Bilder wie Tag und Nacht: Der Heumarkt während der Sessionseröffnung am 11.11.

  1. Das Festkomitee plant Veranstaltung mit mehreren Zonen für die Jecken.
  2. Doch können wir feiern inmitten der Pandemie?

Köln – Das Volk nimmt sich den Karneval – ob wir wollen oder nicht. Mit diesen Worten hat Festkomitee-Chef Christoph Kuckelkorn im Rundschau-Interview am Montag die Debatte über die Sessionseröffnung am 11.11. entfacht. Wie berichtet, plant das Komitee für den Heumarkt eine Veranstaltung mit mehreren Zonen für die Jecken. Dort könne man nachvollziehen, wer mit wem da war und somit im Bedarfsfall Infektionsketten unterbrechen. Kuckelkorn verspricht, dass man verantwortungsvoll handeln, notfalls nur eine kleine Feier am Ostermann-Brunnen planen werde. Doch die Frage spaltet: Können wir feiern inmitten der Pandemie? Wo wir gleichzeitig Mallorca-Auswüchse verurteilen? Und vor allem: Lässt sich diese Feier kontrollieren? Die wichtigsten Fragen und Antworten im Überblick.

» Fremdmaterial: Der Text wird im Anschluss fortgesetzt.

//! Client configuration.

use std::time::Duration;

use crate::error::{ClientError, ClientResult};

/// Configuration for the encoding service client.
#[derive(Debug, Clone)]
pub struct ClientConfig {
    /// Base URL of the encoding service API, e.g. `https://api.example.com/v1`
    pub base_url: String,
    /// API key, sent as `X-Api-Key` on every request
    pub api_key: String,
    /// Optional tenant organisation id, sent as `X-Tenant-Org-Id`
    pub tenant_org_id: Option<String>,
    /// Per-request timeout
    pub timeout: Duration,
    /// Max retries for retryable failures
    pub max_retries: u32,
}

impl ClientConfig {
    /// Create config from environment variables.
    ///
    /// The base URL and API key have no sane default; their absence is a
    /// startup-time configuration error.
    pub fn from_env() -> ClientResult<Self> {
        Ok(Self {
            base_url: require_env("ENCODING_API_URL")?,
            api_key: require_env("ENCODING_API_KEY")?,
            tenant_org_id: std::env::var("ENCODING_TENANT_ORG_ID")
                .ok()
                .filter(|v| !v.trim().is_empty()),
            timeout: Duration::from_secs(
                std::env::var("ENCODING_API_TIMEOUT_SECS")
                    .ok()
                    .and_then(|s| s.parse().ok())
                    .unwrap_or(30),
            ),
            max_retries: std::env::var("ENCODING_API_MAX_RETRIES")
                .ok()
                .and_then(|s| s.parse().ok())
                .unwrap_or(3),
        })
    }
}

/// Read a required environment variable; empty counts as absent.
pub(crate) fn require_env(name: &'static str) -> ClientResult<String> {
    match std::env::var(name) {
        Ok(value) if !value.trim().is_empty() => Ok(value),
        _ => Err(ClientError::MissingConfig(name)),
    }
}

#[cfg(test)]
mod tests {
    use super::*;

    #[test]
    fn test_require_env_rejects_missing_and_empty() {
        std::env::remove_var("VODFORGE_TEST_REQUIRE_ENV_MISSING");
        assert!(require_env("VODFORGE_TEST_REQUIRE_ENV_MISSING").is_err());

        std::env::set_var("VODFORGE_TEST_REQUIRE_ENV_EMPTY", "   ");
        assert!(require_env("VODFORGE_TEST_REQUIRE_ENV_EMPTY").is_err());

        std::env::set_var("VODFORGE_TEST_REQUIRE_ENV_SET", "value");
        assert_eq!(require_env("VODFORGE_TEST_REQUIRE_ENV_SET").unwrap(), "value");
    }
}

Gibt es ein Vorbild für das Modell?

Ja und Nein. In der Lanxess-Arena haben seit den Lockerungen zehn Veranstaltungen stattgefunden, die dem Prinzip des „Inselfeierns“ folgen: In einer Box dürfen acht Personen Platz nehmen, Kontaktpersonen sind namentlich registriert. „Wir fahren gut mit dem Konzept, auch, weil die Gäste sehr besonnen damit umgehen“, sagt Arena-Chef Stefan Löcher. Bis zu 2450 Personen sollen demnächst in der Arena Konzerten lauschen. Kuckelkorn hatte sich im Rundschau-Gespräch auf dieses Format bezogen. Der Unterschied: Der Elfte im Elften hat sich in den vergangenen Jahren zu einer gigantischen Party unter freiem Himmel entwickelt. Zugangsbeschränkungen? Schwierig. In der Arena soll am Samstag, 14.11., unter dem Motto „Immer wieder kölsche Lieder“ gefeiert werden. Ob die Veranstaltung stattfinden kann, ist offen. Verkauft sind weit mehr als 2450 Karten, es müssten also Karteninhaber ausgewählt werden.

Der Heumarkt während des Corona-Lockdowns im März.

Was sagt die Stadt zu dem Vorstoß?

Gesundheitsminister Jens Spahn (CDU) hat sich wie zuvor NRW-Ministerpräsident Armin Laschet (CDU) gegen Großveranstaltungen und damit auch den Straßenkarneval ausgesprochen. Doch was passiert, wenn nichts passiert? Feiern die Leute nicht dennoch? Die Stadt tut sich schwer mit Festlegungen, äußerte sich am Montag auf Nachfrage nicht. Oberbürgermeisterin Henriette Reker (parteilos) hatte kürzlich gesagt: „Natürlich gibt es Karneval.“ Die Frage sei aber, wie er gefeiert wird. Für die Mitarbeiter der Ordnungsdienste wäre es ein Kraftakt. Schon jetzt haben die städtischen Mitarbeiter alle Hände voll zu tun, um die Corona-Schutzordnung umzusetzen.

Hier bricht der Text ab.